What needs to be done
Go through the records and show each line where the word "force" occurs.

(Dataset entries)
━━━━━━━━━━━━━━━━━━━━

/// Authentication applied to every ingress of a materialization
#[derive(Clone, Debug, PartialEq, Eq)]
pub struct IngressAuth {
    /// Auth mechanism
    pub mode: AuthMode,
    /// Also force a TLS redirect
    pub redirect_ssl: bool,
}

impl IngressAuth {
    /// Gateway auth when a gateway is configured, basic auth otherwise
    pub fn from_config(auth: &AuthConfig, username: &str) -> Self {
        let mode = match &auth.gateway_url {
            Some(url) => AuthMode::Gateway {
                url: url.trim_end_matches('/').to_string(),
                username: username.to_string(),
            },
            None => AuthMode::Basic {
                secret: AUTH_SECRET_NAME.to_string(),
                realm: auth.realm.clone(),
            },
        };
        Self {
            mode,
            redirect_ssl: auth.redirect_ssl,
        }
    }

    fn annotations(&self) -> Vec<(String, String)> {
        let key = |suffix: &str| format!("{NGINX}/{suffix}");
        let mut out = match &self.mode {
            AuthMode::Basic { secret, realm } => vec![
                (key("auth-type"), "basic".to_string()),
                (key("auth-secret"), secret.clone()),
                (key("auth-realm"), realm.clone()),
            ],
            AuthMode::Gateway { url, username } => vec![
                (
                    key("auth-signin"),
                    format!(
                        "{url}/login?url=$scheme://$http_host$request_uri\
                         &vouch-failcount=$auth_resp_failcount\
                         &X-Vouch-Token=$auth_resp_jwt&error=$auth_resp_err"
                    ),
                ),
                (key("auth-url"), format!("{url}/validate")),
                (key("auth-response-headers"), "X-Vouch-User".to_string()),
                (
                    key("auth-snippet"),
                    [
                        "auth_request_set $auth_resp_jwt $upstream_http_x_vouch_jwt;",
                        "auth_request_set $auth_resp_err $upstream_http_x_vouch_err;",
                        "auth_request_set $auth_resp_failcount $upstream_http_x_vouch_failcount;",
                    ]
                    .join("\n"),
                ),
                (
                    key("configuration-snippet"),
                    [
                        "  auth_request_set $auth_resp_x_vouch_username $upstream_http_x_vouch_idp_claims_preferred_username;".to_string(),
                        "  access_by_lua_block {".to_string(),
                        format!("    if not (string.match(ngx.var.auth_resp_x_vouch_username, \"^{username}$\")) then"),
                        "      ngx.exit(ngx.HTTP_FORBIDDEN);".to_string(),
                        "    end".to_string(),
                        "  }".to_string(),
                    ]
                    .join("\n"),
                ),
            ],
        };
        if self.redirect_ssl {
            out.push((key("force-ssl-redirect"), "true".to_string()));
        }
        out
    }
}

━━━━━━━━━━━━━━━━━━━━

Written solution
    /// Also force a TLS redirect
            out.push((key("force-ssl-redirect"), "true".to_string()));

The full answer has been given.